According to the law, castration is treatment directed against the effects of an abnormal sexual drive in order to prevent, cure or alleviate serious illnesses, mental disorders or ailments related to the abnormal sexual drive in the person concerned (§ § 1 , 2 Paragraph 1 No. 2 CastrG).

Castration is also not punishable if the person concerned has an abnormal sex drive which, based on his personality and previous lifestyle, suggests that certain sexual offenses will be committed ( Section 2 (2) CastrG). The law is particularly aimed at sex offenders .

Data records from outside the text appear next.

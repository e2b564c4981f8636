//! Logging shims over the optional `defmt` and `log` features.
//!
//! With neither feature enabled the macros compile to nothing, so the core
//! stays dependency-free on targets that can't afford a logger.

#![allow(unused_macros)]

#[cfg(all(feature = "defmt", feature = "log"))]
compile_error!("the `defmt` and `log` features are mutually exclusive");

macro_rules! trace {
    ($s:literal $(, $x:expr)* $(,)?) => {{
        #[cfg(feature = "log")]
        ::log::trace!($s $(, $x)*);
        #[cfg(feature = "defmt")]
        ::defmt::trace!($s $(, $x)*);
        #[cfg(not(any(feature = "log", feature = "defmt")))]
        let _ = ($( & $x ),*);
    }};
}

macro_rules! debug {
    ($s:literal $(, $x:expr)* $(,)?) => {{
        #[cfg(feature = "log")]
        ::log::debug!($s $(, $x)*);
        #[cfg(feature = "defmt")]
        ::defmt::debug!($s $(, $x)*);
        #[cfg(not(any(feature = "log", feature = "defmt")))]
        let _ = ($( & $x ),*);
    }};
}
#[cfg(test)]
mod tests {
    use crate::driver::RunningState;
    use crate::ring::Pulse;
    use crate::testutil::{drain, inject, law_checksum, lines, run_polls, sim_bridge};
    use std::vec::Vec;

    /// One ASK pulse per bit at the given cycle duration.
    fn ask_pulses(bytes: &[u8], cycle: u8) -> Vec<Pulse> {
        let long = cycle - cycle / 4;
        let short = cycle / 4;
        let mut pulses = Vec::new();
        for &b in bytes {
            for i in 0..8 {
                if (b >> (7 - i)) & 1 == 1 {
                    pulses.push(Pulse::new(short, long));
                } else {
                    pulses.push(Pulse::new(long, short));
                }
            }
        }
        pulses
    }

    /// Stretch the low phase of the last pulse into the end marker, the way
    /// trailing silence does on the air.
    fn saturate_last(pulses: &mut [Pulse]) {
        pulses.last_mut().unwrap().low = 0xff;
    }

    #[test]
    fn ask_bits_are_msb_first_longer_phase_wins() {
        let mut bridge = sim_bridge(Vec::new());
        bridge.enable_receiver();
        let mut pulses = ask_pulses(&[0xa5, 0x0f, 0x3c], 0x40);
        saturate_last(&mut pulses);
        inject(&mut bridge, &pulses);
        run_polls(&mut bridge, 8);

        let out = drain(&mut bridge);
        let line = lines(&out).into_iter().next().expect("no emission");
        let chk = law_checksum(&line);
        assert_eq!(line, std::format!("MA:a50f3c#18!40*{:02x}", chk));
    }

    #[test]
    fn ask_lock_in_failure_is_silent_then_recovers() {
        // 15 valid cycles, then inconsistent noise: nothing may be emitted.
        let mut bridge = sim_bridge(Vec::new());
        bridge.enable_receiver();
        let mut pulses: Vec<Pulse> =
            std::iter::repeat(Pulse::new(0x0c, 0x34)).take(15).collect();
        let noise = [
            Pulse::new(0x30, 0x30),
            Pulse::new(0x10, 0x34),
            Pulse::new(0x32, 0x32),
            Pulse::new(0x12, 0x30),
            Pulse::new(0x36, 0x30),
            Pulse::new(0x10, 0x38),
            Pulse::new(0x30, 0x36),
            Pulse::new(0x14, 0x30),
            Pulse::new(0x34, 0x34),
            Pulse::new(0x11, 0x33),
        ];
        pulses.extend(noise);
        inject(&mut bridge, &pulses);
        run_polls(&mut bridge, 16);
        assert_eq!(drain(&mut bridge), "");
        assert_eq!(bridge.state, RunningState::SyncSearch);

        // 30 valid cycles ending in the marker: one emission, 30 bits.
        let mut tail: Vec<Pulse> =
            std::iter::repeat(Pulse::new(0x0c, 0x24)).take(30).collect();
        saturate_last(&mut tail);
        inject(&mut bridge, &tail);
        run_polls(&mut bridge, 16);
        let out = drain(&mut bridge);
        let line = lines(&out).into_iter().next().expect("no emission");
        assert!(line.starts_with("MA:"), "got {}", line);
        assert!(line.contains("#1e!"), "got {}", line);
        assert_eq!(law_checksum(&line), trailer_checksum(&line));
    }

    #[test]
    fn ask_saturation_after_48_bits_emits_six_payload_bytes() {
        let mut bridge = sim_bridge(Vec::new());
        bridge.enable_receiver();
        let mut pulses: Vec<Pulse> =
            std::iter::repeat(Pulse::new(0x0c, 0x24)).take(48).collect();
        saturate_last(&mut pulses);
        inject(&mut bridge, &pulses);
        run_polls(&mut bridge, 8);

        let out = drain(&mut bridge);
        let line = lines(&out).into_iter().next().expect("no emission");
        let payload = &line[3..line.find('#').unwrap()];
        assert_eq!(payload.len(), 12, "expected 6 payload bytes in {}", line);
        assert!(line.contains("#30!"), "got {}", line);
    }

    #[test]
    fn ook_full_width_phases_carry_the_bits() {
        let mut bridge = sim_bridge(Vec::new());
        bridge.enable_receiver();
        // Preamble of half-clock cycles, then one pulse per bit where the
        // full-width phase picks the value.
        let mut pulses: Vec<Pulse> =
            std::iter::repeat(Pulse::new(0x48, 0x48)).take(8).collect();
        for &b in &[0xc3u8, 0x5a] {
            for i in 0..8 {
                if (b >> (7 - i)) & 1 == 1 {
                    pulses.push(Pulse::new(0x48, 0x90));
                } else {
                    pulses.push(Pulse::new(0x90, 0x48));
                }
            }
        }
        pulses.push(Pulse::new(0xff, 0x48));
        inject(&mut bridge, &pulses);
        run_polls(&mut bridge, 8);

        let out = drain(&mut bridge);
        let line = lines(&out).into_iter().next().expect("no emission");
        let chk = law_checksum(&line);
        assert_eq!(line, std::format!("MO:c35a#10!90*{:02x}", chk));
    }

    #[test]
    fn manchester_uniform_half_clocks_stream_the_latched_bit() {
        let mut bridge = sim_bridge(Vec::new());
        bridge.enable_receiver();
        let mut pulses: Vec<Pulse> =
            std::iter::repeat(Pulse::new(0x20, 0x20)).take(33).collect();
        pulses.push(Pulse::new(0xff, 0x20));
        inject(&mut bridge, &pulses);
        run_polls(&mut bridge, 8);

        let out = drain(&mut bridge);
        let line = lines(&out).into_iter().next().expect("no emission");
        let chk = law_checksum(&line);
        assert_eq!(line, std::format!("MM:0000000000#21!40*{:02x}", chk));
    }

    #[test]
    fn manchester_full_clock_half_flips_the_latch() {
        let mut bridge = sim_bridge(Vec::new());
        bridge.enable_receiver();
        let mut pulses: Vec<Pulse> =
            std::iter::repeat(Pulse::new(0x20, 0x20)).take(9).collect();
        pulses.push(Pulse::new(0x20, 0x40)); // whole-clock high: polarity flip
        pulses.extend(std::iter::repeat(Pulse::new(0x20, 0x20)).take(26));
        pulses.push(Pulse::new(0xff, 0x20));
        inject(&mut bridge, &pulses);
        run_polls(&mut bridge, 8);

        let out = drain(&mut bridge);
        let line = lines(&out).into_iter().next().expect("no emission");
        assert!(line.starts_with("MM:007fff"), "got {}", line);
        assert_eq!(law_checksum(&line), trailer_checksum(&line));
    }

    #[test]
    fn raw_dump_prints_pulse_pairs_high_byte_first() {
        let mut bridge = sim_bridge(Vec::new());
        bridge.enable_receiver();
        bridge.flags.display_pulses = true;
        let mut pulses: Vec<Pulse> =
            std::iter::repeat(Pulse::new(0x30, 0x40)).take(9).collect();
        pulses.push(Pulse::new(0xff, 0x40));
        inject(&mut bridge, &pulses);
        run_polls(&mut bridge, 8);

        let out = drain(&mut bridge);
        let line = lines(&out).into_iter().next().expect("no dump");
        let payload = &line[3..line.find('#').unwrap()];
        assert!(line.starts_with("MP:"), "got {}", line);
        let mut expected = "4030".repeat(9);
        expected.push_str("40ff");
        assert_eq!(payload, expected);
        assert!(line.contains("#0a!70"), "got {}", line);
        assert_eq!(law_checksum(&line), trailer_checksum(&line));
    }

    #[test]
    fn ask_failure_with_manchester_smell_retries_as_manchester() {
        let mut bridge = sim_bridge(Vec::new());
        bridge.enable_receiver();
        // Eight d = 0x40 cycles, two of them symmetric: classified ASK with
        // a couple of manchester hits.
        let mut pulses = Vec::new();
        pulses.extend(std::iter::repeat(Pulse::new(0x10, 0x30)).take(3));
        pulses.extend(std::iter::repeat(Pulse::new(0x20, 0x20)).take(2));
        pulses.extend(std::iter::repeat(Pulse::new(0x10, 0x30)).take(3));
        // Half-clock train with one short cycle that breaks the ASK lock-in
        // but passes the Manchester one.
        pulses.extend(std::iter::repeat(Pulse::new(0x20, 0x20)).take(3));
        pulses.push(Pulse::new(0x18, 0x18));
        pulses.extend(std::iter::repeat(Pulse::new(0x20, 0x20)).take(28));
        pulses.push(Pulse::new(0xff, 0x20));
        inject(&mut bridge, &pulses);
        run_polls(&mut bridge, 16);

        let out = drain(&mut bridge);
        let emitted = lines(&out);
        assert_eq!(emitted.len(), 1, "expected a single emission: {:?}", emitted);
        assert!(emitted[0].starts_with("MM:"), "got {}", emitted[0]);
    }

    fn trailer_checksum(line: &str) -> u8 {
        u8::from_str_radix(&line[line.len() - 2..], 16).expect("trailer checksum")
    }
}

The person concerned must effectively consent to the castration, in the case of minors the legal representative (s ) with custody ( § 3 , § 4 Paragraph 3 CastrG), which excludes compulsory sterilization .

The actual voluntariness is also the crux of the criticism if the offender only by the prison time shortened and a subsequent lifelong preventive detention can be avoided.

literature

  • Castration: Questionable freedom . In: Der Spiegel . No. 9 , 1970, pp. 163-165 ( Online - Feb. 23, 1970 ).

Web links

Individual evidence

  1. Stefan Mayr: To avoid preventive detention - sex offenders can have their testicles removed. Süddeutsche Zeitung of December 9, 2008. Retrieved March 21, 2015.